After a short time the ground turned to uneven dirt and rock, though they
still kept passing branching passages. John kept trying to reach Boerne and the
others on the radio, but all he got was static.

Teyla said slowly, “I am beginning to wonder… When you saw Dorane, did you
not feel any sense of recognition?”

“No.” John checked the life sign detector again and saw the area around them
was still clear. But with the Koan possibly having some kind of Wraith jamming
device, that didn’t mean much. He threw Teyla an odd look. “Why? Did you?”

“I felt something, as if I had seen him before, though that is impossible.
And…it was not what I would have expected.” She bit her lip, looking troubled,
and asked, “Do you not think that you would recognize an Ancestor if you saw one? You have the
Ancestor’s gene from birth, not through Dr. Beckett’s therapy, as the others
do.”

“I don’t think so.” Considering it seriously, John glanced down at her. “It’s
not like I’m psychic or anything. I just have a gene that lets me control the
jumpers and turn on the lights and initialize the systems and stuff just by
thinking about it.” He considered that for an instant. “Okay, I know that didn’t
sound like it supported the argument I was trying to make, but you know what I
mean. And you said ‘if I saw an Ancestor’.” He stopped, regarding her seriously.
“You don’t think he is one?”

Teyla shook her head, then got what John could only describe as a very weird
expression, as if something disturbingly strange had just occurred to her. But
she said, “I—I cannot say.”

“You cannot say? Huh? Teyla—”

She was a few steps ahead of him as they passed another intersecting passage,
so John had a heartbeat’s warning when the Koan dropped out of the shadows onto
her shoulders.

With a yell, John surged forward. Teyla staggered but managed to flip the
struggling Koan off her back. It snarled, clawed hands snatching at her as she
kicked it in the chest. John fired up into the dark space above her, the P-90’s
flash catching another Koan just leaping out of concealment. He spun to cover
the rest of the ceiling but the next Koan slammed right down on top of him.

Half-expecting it, John twisted to land on his back, getting the breath
knocked out of him but still managing to slam the creature in the head with the
gun’s butt. It reared back, and he pulled the P-90 down and triggered it,
catching the Koan nearly point blank in the chest. It toppled back, and he
shoved it off his legs, rolling to his feet.
God, these things smell foul.
Teyla was already firing down one cross-passage, and John turned to fire
down the other just as a dozen dark shapes charged toward him. The first three
fell. The others yelped and scrambled back.

John caught movement out of the corner of his eye and ducked. A heavy metal
rod split the air right where his head had been. He got off a three-shot burst
as the Koan lifted the rod for another blow; one bullet caught the creature in
the upper thigh. It bellowed and flung the rod at John’s head.

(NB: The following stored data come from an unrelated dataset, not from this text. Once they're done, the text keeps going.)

use tokio::net::{UnixListener, UnixStream};
use tokio::io::{AsyncBufReadExt, AsyncReadExt, AsyncWriteExt, BufReader};
use std::future::Future;
use std::os::unix::fs::FileTypeExt;
use std::path::{Path, PathBuf};
use std::sync::Arc;
use anyhow::{bail, Result};
use draftseal_core::KeyVault;
use crate::handler::RequestHandler;
use crate::protocol::{Request, Response};

/// Longest request line accepted before the connection is dropped
pub const DEFAULT_MAX_REQUEST_LEN: usize = 8 * 1024 * 1024;

pub struct DaemonServer {
    socket_path: PathBuf,
    handler: RequestHandler,
    max_request_len: usize,
}

impl DaemonServer {
    pub fn new(socket_path: impl Into<PathBuf>) -> Self {
        Self {
            socket_path: socket_path.into(),
            handler: RequestHandler::new(Arc::new(KeyVault::new())),
            max_request_len: DEFAULT_MAX_REQUEST_LEN,
        }
    }

    pub fn with_max_request_len(mut self, max_request_len: usize) -> Self {
        self.max_request_len = max_request_len;
        self
    }

    pub fn socket_path(&self) -> &Path {
        &self.socket_path
    }

    /// Serve until Ctrl+C
    pub async fn run(&self) -> Result<()> {
        self.run_until(async {
            tokio::signal::ctrl_c().await.ok();
        })
        .await
    }

    /// Serve until `shutdown` resolves, then remove the socket file
    pub async fn run_until<F>(&self, shutdown: F) -> Result<()>
    where
        F: Future<Output = ()>,
    {
        remove_stale_socket(&self.socket_path)?;

        let listener = UnixListener::bind(&self.socket_path)?;
        tracing::info!("Daemon listening on {}", self.socket_path.display());

        tokio::pin!(shutdown);

        let result = loop {
            tokio::select! {
                _ = &mut shutdown => {
                    tracing::info!("Shutting down...");
                    break Ok(());
                }
                accepted = listener.accept() => {
                    let stream = match accepted {
                        Ok((stream, _)) => stream,
                        Err(e) => break Err(e.into()),
                    };
                    let handler = self.handler.clone();
                    let max_len = self.max_request_len;

                    tokio::spawn(async move {
                        if let Err(e) = handle_connection(stream, handler, max_len).await {
                            tracing::error!("Connection handler error: {}", e);
                        }
                    });
                }
            }
        };

        if let Err(e) = std::fs::remove_file(&self.socket_path) {
            tracing::warn!("Failed to remove socket {}: {}", self.socket_path.display(), e);
        }

        result
    }
}

/// Remove a socket left behind by an earlier run. Anything other than a
/// socket at that path is left alone.
fn remove_stale_socket(path: &Path) -> Result<()> {
    let metadata = match std::fs::symlink_metadata(path) {
        Ok(metadata) => metadata,
        Err(e) if e.kind() == std::io::ErrorKind::NotFound => return Ok(()),
        Err(e) => return Err(e.into()),
    };

    if !metadata.file_type().is_socket() {
        bail!(
            "{} exists and is not a socket; refusing to remove it",
            path.display()
        );
    }

    tracing::debug!("Removing stale socket {}", path.display());
    std::fs::remove_file(path)?;
    Ok(())
}

async fn handle_connection(
    stream: UnixStream,
    handler: RequestHandler,
    max_len: usize,
) -> Result<()> {
    let (reader, mut writer) = stream.into_split();
    let mut reader = BufReader::new(reader);
    let mut line = String::new();

    tracing::debug!("Client connected");

    loop {
        let limit = u64::try_from(max_len).unwrap_or(u64::MAX).saturating_add(1);
        if (&mut reader).take(limit).read_line(&mut line).await? == 0 {
            break;
        }

        // A complete line may use the extra byte for its newline
        if line.len() > max_len && !line.ends_with('\n') {
            tracing::warn!("Request exceeds {} bytes, closing connection", max_len);
            let response = Response::invalid_request(format!(
                "Request exceeds {} bytes",
                max_len
            ));
            let json = serde_json::to_string(&response)?;
            writer.write_all(json.as_bytes()).await?;
            writer.write_all(b"\n").await?;
            break;
        }

        let response = match serde_json::from_str::<Request>(&line) {
            Ok(request) => {
                let response = handler.handle(request);
                if let Some(kind) = &response.error_kind {
                    tracing::warn!("Request failed: {}", kind);
                }
                response
            }
            Err(e) => Response::invalid_request(format!("Invalid request: {}", e)),
        };

        let json = serde_json::to_string(&response)?;
        writer.write_all(json.as_bytes()).await?;
        writer.write_all(b"\n").await?;

        line.clear();
    }

    tracing::debug!("Client disconnected");
    Ok(())
}

#[cfg(test)]
mod tests {
    use super::*;
    use crate::protocol::ResponseResult;
    use tokio::sync::oneshot;

    async fn exchange(
        reader: &mut BufReader<tokio::net::unix::OwnedReadHalf>,
        writer: &mut tokio::net::unix::OwnedWriteHalf,
        request: &str,
    ) -> Response {
        writer.write_all(request.as_bytes()).await.unwrap();
        writer.write_all(b"\n").await.unwrap();

        let mut line = String::new();
        reader.read_line(&mut line).await.unwrap();
        serde_json::from_str(&line).unwrap()
    }

    async fn connect(path: &Path) -> UnixStream {
        for _ in 0..50 {
            if let Ok(stream) = UnixStream::connect(path).await {
                return stream;
            }
            tokio::time::sleep(std::time::Duration::from_millis(20)).await;
        }
        panic!("daemon did not start listening on {}", path.display());
    }

    #[tokio::test]
    async fn test_socket_roundtrip() {
        let dir = tempfile::tempdir().unwrap();
        let socket = dir.path().join("draftseal.sock");

        let server = DaemonServer::new(&socket);
        let (stop_tx, stop_rx) = oneshot::channel::<()>();
        let task = tokio::spawn(async move {
            server
                .run_until(async {
                    stop_rx.await.ok();
                })
                .await
        });

        let (reader, mut writer) = connect(&socket).await.into_split();
        let mut reader = BufReader::new(reader);

        let response = exchange(&mut reader, &mut writer, r#"{"operation":"generateKey"}"#).await;
        let key = match response.result {
            Some(ResponseResult::GenerateKey { key }) => key,
            other => panic!("unexpected result: {:?}", other),
        };

        let request = serde_json::json!({
            "operation": "encrypt",
            "data": { "plaintext": "hello world", "key": key },
        });
        let response = exchange(&mut reader, &mut writer, &request.to_string()).await;
        let envelope = match response.result {
            Some(ResponseResult::Encrypt { envelope }) => envelope,
            other => panic!("unexpected result: {:?}", other),
        };

        let request = serde_json::json!({
            "operation": "decrypt",
            "data": { "key": key, "envelope": envelope },
        });
        let response = exchange(&mut reader, &mut writer, &request.to_string()).await;
        match response.result {
            Some(ResponseResult::Decrypt { plaintext }) => assert_eq!(plaintext, "hello world"),
            other => panic!("unexpected result: {:?}", other),
        }

        // Garbage does not end the connection
        let response = exchange(&mut reader, &mut writer, "{not json").await;
        assert!(!response.success);
        assert_eq!(response.error_kind.as_deref(), Some("invalid_request"));

        let response = exchange(&mut reader, &mut writer, r#"{"operation":"generateKey"}"#).await;
        assert!(response.success);

        stop_tx.send(()).unwrap();
        task.await.unwrap().unwrap();
        assert!(!socket.exists());
    }

    #[tokio::test]
    async fn test_replaces_stale_socket() {
        let dir = tempfile::tempdir().unwrap();
        let socket = dir.path().join("stale.sock");
        drop(std::os::unix::net::UnixListener::bind(&socket).unwrap());
        assert!(socket.exists());

        let server = DaemonServer::new(&socket);
        server.run_until(async {}).await.unwrap();

        assert!(!socket.exists());
    }

    #[tokio::test]
    async fn test_refuses_to_remove_regular_file() {
        let dir = tempfile::tempdir().unwrap();
        let path = dir.path().join("project.key");
        std::fs::write(&path, b"not a socket").unwrap();

        let server = DaemonServer::new(&path);
        let err = server.run_until(async {}).await.unwrap_err();

        assert!(err.to_string().contains("not a socket"));
        assert_eq!(std::fs::read(&path).unwrap(), b"not a socket");
    }

    #[tokio::test]
    async fn test_oversized_request_rejected() {
        let dir = tempfile::tempdir().unwrap();
        let socket = dir.path().join("limit.sock");

        let server = DaemonServer::new(&socket).with_max_request_len(64);
        let (stop_tx, stop_rx) = oneshot::channel::<()>();
        let task = tokio::spawn(async move {
            server
                .run_until(async {
                    stop_rx.await.ok();
                })
                .await
        });

        let (reader, mut writer) = connect(&socket).await.into_split();
        let mut reader = BufReader::new(reader);

        // Requests under the limit are still served
        let response = exchange(&mut reader, &mut writer, r#"{"operation":"generateKey"}"#).await;
        assert!(response.success);

        let oversized = "x".repeat(1024);
        let response = exchange(&mut reader, &mut writer, &oversized).await;
        assert!(!response.success);
        assert_eq!(response.error_kind.as_deref(), Some("invalid_request"));

        // The connection is closed after the rejection
        let mut rest = String::new();
        assert_eq!(reader.read_line(&mut rest).await.unwrap(), 0);

        stop_tx.send(()).unwrap();
        task.await.unwrap().unwrap();
    }
}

John fell backward, deflecting it with his shoulder. He lifted his weapon but
his light showed the Koan was already fleeing back up the cross passage with a
kind of limping gallop, the others in full retreat ahead of it. He decided not
to waste the ammo. It looked like the Koan had changed their minds about the
ambush.

Teyla had shot her first attacker and was covering the other two passages.
“Are you all right, Major?” she asked a little breathlessly. Her arms had long
shallow scratches from the creature’s claws, but she wasn’t bleeding too badly.

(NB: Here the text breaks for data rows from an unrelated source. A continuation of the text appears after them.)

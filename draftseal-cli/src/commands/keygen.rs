use anyhow::{Context, Result};
use draftseal_core::KeyVault;
use std::path::Path;
use super::{write_key_file, write_output};

pub fn execute(output: &str, force: bool) -> Result<()> {
    let vault = KeyVault::new();

    let key = vault.generate_key()
        .context("Failed to generate key")?;
    let exported = vault.export_key(&key)
        .context("Failed to export key")?;
    let line = format!("{}\n", exported);

    if output == "-" {
        write_output(output, line.as_bytes())
            .context("Failed to write key")?;
    } else {
        write_key_file(Path::new(output), line.as_bytes(), force)
            .context("Failed to write key")?;
        tracing::info!("Key written to {}; keep it safe, it cannot be recovered", output);
    }
    Ok(())
}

John took a long look around. There was no movement in the shadows down the
corridors. His shoulder hurt, but nothing was broken. “Yeah, you?”

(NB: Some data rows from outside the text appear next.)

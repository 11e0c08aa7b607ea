use anyhow::Result;
use draftseal_daemon::DaemonServer;

pub async fn execute(socket: &str) -> Result<()> {
    tracing::info!("Starting draftseal daemon on socket: {}", socket);

    let server = DaemonServer::new(socket);
    server.run().await?;

    Ok(())
}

“I feel badly in need of a bath,” she admitted. “The Koan do not believe in
basic hygiene, apparently.”

It was pretty rank in here now. John stepped past her to where the first Koan
lay sprawled against the rock wall. In life, the creature hadn’t cared for
itself well. The gray and silver splotched skin looked like it was molting, and
the white hair was ragged and lank. There were white and silver spines through
the hair and bristling from its ears, but John saw for the first time how human
its facial features actually were, scrunched up in pain from the wounds in its
chest. It looked fairly young, about Ford’s age.